What to produce:
Report every line of the records below that includes the string "their".

:: Data to use ::

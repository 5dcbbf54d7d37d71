//! Event lifecycle: creating runs, recovering them after a restart and routing
//! Join clicks into the state machine.

use std::collections::HashSet;
use std::sync::{Arc, RwLock};

use moogly_core::config::EventsConfig;
use moogly_core::traits::Notifier;
use moogly_core::types::{ChannelId, MessageId, UserId};

use crate::error::EventError;
use crate::event::{JoinRejection, MapsRun};
use crate::locks::EventLocks;
use crate::render;
use crate::store::EventStore;
use crate::timestamp::{display_tag, parse_trigger_time};

/// Result of a join request.
#[derive(Debug, Clone, PartialEq, Eq)]
pub enum JoinOutcome {
    Joined { roster: Vec<UserId>, remaining: u32 },
    Rejected(JoinRejection),
}

/// Creates runs and dispatches joins.
pub struct EventController {
    store: Arc<dyn EventStore>,
    notifier: Arc<dyn Notifier>,
    locks: Arc<EventLocks>,
    channel: ChannelId,
    default_capacity: u32,
    /// Announcements whose Join button is routed to a run.
    surfaces: RwLock<HashSet<MessageId>>,
}

impl EventController {
    pub fn new(
        store: Arc<dyn EventStore>,
        notifier: Arc<dyn Notifier>,
        locks: Arc<EventLocks>,
        config: &EventsConfig,
    ) -> Self {
        Self {
            store,
            notifier,
            locks,
            channel: config.channel_id,
            default_capacity: config.default_capacity,
            surfaces: RwLock::new(HashSet::new()),
        }
    }

    pub fn channel(&self) -> ChannelId {
        self.channel
    }

    /// Announce and persist a new run.
    ///
    /// The announcement id becomes the run id, so the post happens first; when the
    /// record cannot be saved the announcement is deleted again.
    pub async fn create_event(
        &self,
        timestamp: &str,
        capacity: Option<u32>,
    ) -> Result<MapsRun, EventError> {
        let trigger_time = parse_trigger_time(timestamp)?;
        let capacity = capacity.unwrap_or(self.default_capacity);

        let mut run = MapsRun::new(MessageId(0), display_tag(trigger_time), trigger_time, capacity);
        run.id = self
            .notifier
            .post_announcement(self.channel, &render::announcement(&run))
            .await?;

        if let Err(e) = self.store.put(&run).await {
            tracing::warn!("⚠️ Could not save maps run {}, removing its announcement: {e}", run.id);
            if let Err(del) = self.notifier.delete_announcement(self.channel, run.id).await {
                tracing::error!("❌ Orphaned maps run announcement {}: {del}", run.id);
            }
            return Err(e.into());
        }

        self.attach(run.id);
        tracing::info!(
            "📅 Maps run {} created for {} ({} slots)",
            run.id,
            run.trigger_time,
            run.capacity
        );
        Ok(run)
    }

    /// Re-attach Join routing for every stored run. Called once at startup.
    /// Returns how many runs are still waiting for their reminder.
    pub async fn recover_pending_events(&self) -> Result<usize, EventError> {
        let runs = self.store.list_all().await?;
        let mut pending = 0;
        for run in &runs {
            self.attach(run.id);
            if !run.notified() {
                pending += 1;
            }
        }
        tracing::info!(
            "🔄 Recovered {} maps runs ({} awaiting their reminder)",
            runs.len(),
            pending
        );
        Ok(pending)
    }

    /// Whether Join clicks on `id` are routed to a run.
    pub fn is_live(&self, id: MessageId) -> bool {
        self.surfaces
            .read()
            .unwrap_or_else(|e| e.into_inner())
            .contains(&id)
    }

    fn attach(&self, id: MessageId) {
        self.surfaces
            .write()
            .unwrap_or_else(|e| e.into_inner())
            .insert(id);
    }

    /// Add `user` to run `id` and refresh the announcement.
    pub async fn join(&self, id: MessageId, user: UserId) -> Result<JoinOutcome, EventError> {
        if !self.is_live(id) {
            return Err(EventError::EventNotFound(id));
        }

        let _guard = self.locks.lock(id).await;
        let mut run = self
            .store
            .get(id)
            .await?
            .ok_or(EventError::EventNotFound(id))?;

        let remaining = match run.join(user) {
            Ok(remaining) => remaining,
            Err(rejection) => {
                tracing::debug!("Join of {user} to maps run {id} refused: {rejection:?}");
                return Ok(JoinOutcome::Rejected(rejection));
            }
        };
        self.store.put(&run).await?;
        tracing::info!("🙋 {user} joined maps run {id} ({remaining} slots left)");

        if let Err(e) = self
            .notifier
            .edit_announcement(self.channel, id, &render::announcement(&run))
            .await
        {
            tracing::warn!("⚠️ Could not refresh announcement {id}: {e}");
        }

        Ok(JoinOutcome::Joined {
            roster: run.participants().to_vec(),
            remaining,
        })
    }

    /// Roster of run `id`, in join order.
    pub async fn list_participants(&self, id: MessageId) -> Result<Vec<UserId>, EventError> {
        let run = self
            .store
            .get(id)
            .await?
            .ok_or(EventError::EventNotFound(id))?;
        if self
            .notifier
            .fetch_announcement(self.channel, id)
            .await?
            .is_none()
        {
            return Err(EventError::SourceMessageNotFound(id));
        }
        Ok(run.participants().to_vec())
    }
}

#[cfg(test)]
mod tests {
    use super::*;
    use crate::engine::{ReminderEngine, ReminderSettings};
    use crate::store::MemoryEventStore;
    use crate::testing::RecordingNotifier;
    use async_trait::async_trait;
    use chrono::{TimeDelta, Utc};
    use moogly_core::error::{MooglyError, Result};

    const CHANNEL: ChannelId = ChannelId(500);

    fn config() -> EventsConfig {
        EventsConfig {
            channel_id: CHANNEL,
            ..Default::default()
        }
    }

    struct Fixture {
        store: Arc<MemoryEventStore>,
        notifier: Arc<RecordingNotifier>,
        locks: Arc<EventLocks>,
        controller: Arc<EventController>,
    }

    fn fixture() -> Fixture {
        let store = Arc::new(MemoryEventStore::new());
        let notifier = Arc::new(RecordingNotifier::new());
        let locks = Arc::new(EventLocks::new());
        let controller = Arc::new(EventController::new(
            store.clone(),
            notifier.clone(),
            locks.clone(),
            &config(),
        ));
        Fixture {
            store,
            notifier,
            locks,
            controller,
        }
    }

    fn unix_in(minutes: i64) -> String {
        (Utc::now() + TimeDelta::minutes(minutes))
            .timestamp()
            .to_string()
    }

    #[tokio::test]
    async fn test_create_then_load() {
        let f = fixture();
        let run = f
            .controller
            .create_event("2026-11-02 20:00:00", Some(4))
            .await
            .unwrap();

        let loaded = f.store.get(run.id).await.unwrap().unwrap();
        assert_eq!(loaded.trigger_time, run.trigger_time);
        assert_eq!(loaded.capacity, 4);
        assert!(loaded.participants().is_empty());
        assert!(!loaded.notified());
        assert!(f.controller.is_live(run.id));

        let state = f.notifier.state.lock().unwrap();
        let (channel, msg) = &state.posted[&run.id];
        assert_eq!(*channel, CHANNEL);
        assert_eq!(msg.buttons[0].custom_id, render::JOIN_BUTTON_ID);
    }

    #[tokio::test]
    async fn test_default_capacity() {
        let f = fixture();
        let run = f.controller.create_event(&unix_in(60), None).await.unwrap();
        assert_eq!(run.capacity, 8);
    }

    #[tokio::test]
    async fn test_invalid_timestamp_posts_nothing() {
        let f = fixture();
        let err = f.controller.create_event("next friday", None).await.unwrap_err();
        assert!(matches!(err, EventError::InvalidTimestamp(_)));
        assert!(f.notifier.state.lock().unwrap().posted.is_empty());
    }

    #[tokio::test]
    async fn test_signup_scenario() {
        let f = fixture();
        let run = f.controller.create_event(&unix_in(25), Some(2)).await.unwrap();
        let id = run.id;

        assert_eq!(
            f.controller.join(id, UserId(1)).await.unwrap(),
            JoinOutcome::Joined { roster: vec![UserId(1)], remaining: 1 }
        );
        assert_eq!(
            f.controller.join(id, UserId(2)).await.unwrap(),
            JoinOutcome::Joined { roster: vec![UserId(1), UserId(2)], remaining: 0 }
        );
        assert_eq!(
            f.controller.join(id, UserId(3)).await.unwrap(),
            JoinOutcome::Rejected(JoinRejection::CapacityExceeded)
        );
        assert_eq!(
            f.controller.join(id, UserId(1)).await.unwrap(),
            JoinOutcome::Rejected(JoinRejection::AlreadyJoined)
        );

        let engine = ReminderEngine::new(
            f.store.clone(),
            f.notifier.clone(),
            f.locks.clone(),
            ReminderSettings::from(&config()),
        );
        let report = engine.tick_at(Utc::now() + TimeDelta::minutes(5)).await;
        assert_eq!(report.delivered, 1);
        let sent = f.notifier.sent();
        assert!(sent[0].1.embeds[0].description.ends_with("<@1> <@2>"));

        assert_eq!(
            f.controller.join(id, UserId(4)).await.unwrap(),
            JoinOutcome::Rejected(JoinRejection::EventLocked)
        );
        assert_eq!(
            f.controller.list_participants(id).await.unwrap(),
            vec![UserId(1), UserId(2)]
        );
    }

    #[tokio::test]
    async fn test_join_refreshes_announcement() {
        let f = fixture();
        let run = f.controller.create_event(&unix_in(90), Some(3)).await.unwrap();
        f.controller.join(run.id, UserId(42)).await.unwrap();

        let state = f.notifier.state.lock().unwrap();
        let (edited_id, msg) = state.edits.last().unwrap();
        assert_eq!(*edited_id, run.id);
        assert!(msg.embeds[0].description.contains("<@42>"));
        assert!(msg.embeds[0].description.contains("2/3 slots left"));
    }

    #[tokio::test]
    async fn test_unknown_run() {
        let f = fixture();
        assert!(matches!(
            f.controller.join(MessageId(1), UserId(1)).await,
            Err(EventError::EventNotFound(MessageId(1)))
        ));
        assert!(matches!(
            f.controller.list_participants(MessageId(1)).await,
            Err(EventError::EventNotFound(MessageId(1)))
        ));
    }

    #[tokio::test]
    async fn test_list_participants_with_deleted_announcement() {
        let f = fixture();
        let run = f.controller.create_event(&unix_in(90), None).await.unwrap();
        f.notifier.remove(run.id);
        assert!(matches!(
            f.controller.list_participants(run.id).await,
            Err(EventError::SourceMessageNotFound(_))
        ));
    }

    #[tokio::test]
    async fn test_recover_reattaches_surfaces() {
        let f = fixture();
        let now = Utc::now();
        let open = MapsRun::new(MessageId(10), "", now + TimeDelta::hours(1), 8);
        let mut done = MapsRun::new(MessageId(11), "", now, 8);
        done.mark_notified().unwrap();
        f.store.put(&open).await.unwrap();
        f.store.put(&done).await.unwrap();

        // A fresh controller over the same store, as after a restart.
        let controller = EventController::new(
            f.store.clone(),
            f.notifier.clone(),
            f.locks.clone(),
            &config(),
        );
        assert!(!controller.is_live(MessageId(10)));
        assert_eq!(controller.recover_pending_events().await.unwrap(), 1);
        assert!(controller.is_live(MessageId(10)));

        assert!(matches!(
            controller.join(MessageId(10), UserId(5)).await.unwrap(),
            JoinOutcome::Joined { remaining: 7, .. }
        ));
        assert_eq!(
            controller.join(MessageId(11), UserId(5)).await.unwrap(),
            JoinOutcome::Rejected(JoinRejection::EventLocked)
        );
    }

    #[tokio::test]
    async fn test_concurrent_joins_respect_capacity() {
        let f = fixture();
        let run = f.controller.create_event(&unix_in(120), Some(3)).await.unwrap();

        let mut handles = Vec::new();
        for user in 0..20u64 {
            let controller = f.controller.clone();
            handles.push(tokio::spawn(async move {
                controller.join(run.id, UserId(user)).await
            }));
        }
        let mut joined = 0;
        for handle in handles {
            if let JoinOutcome::Joined { .. } = handle.await.unwrap().unwrap() {
                joined += 1;
            }
        }
        assert_eq!(joined, 3);
        let stored = f.store.get(run.id).await.unwrap().unwrap();
        assert_eq!(stored.participants().len(), 3);
    }

    struct BrokenStore;

    #[async_trait]
    impl EventStore for BrokenStore {
        async fn get(&self, _id: MessageId) -> Result<Option<MapsRun>> {
            Ok(None)
        }
        async fn put(&self, _run: &MapsRun) -> Result<()> {
            Err(MooglyError::Database("disk I/O error".into()))
        }
        async fn list_pending(&self) -> Result<Vec<MapsRun>> {
            Ok(Vec::new())
        }
        async fn list_all(&self) -> Result<Vec<MapsRun>> {
            Ok(Vec::new())
        }
    }

    #[tokio::test]
    async fn test_failed_save_removes_announcement() {
        let notifier = Arc::new(RecordingNotifier::new());
        let controller = EventController::new(
            Arc::new(BrokenStore),
            notifier.clone(),
            Arc::new(EventLocks::new()),
            &config(),
        );
        let err = controller.create_event(&unix_in(60), None).await.unwrap_err();
        assert!(matches!(err, EventError::Backend(MooglyError::Database(_))));

        let state = notifier.state.lock().unwrap();
        assert!(state.posted.is_empty());
        assert_eq!(state.deleted.len(), 1);
    }
}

:::

Exercise output:
    /// Returns how many runs are still waiting for their reminder.
            "🔄 Recovered {} maps runs ({} awaiting their reminder)",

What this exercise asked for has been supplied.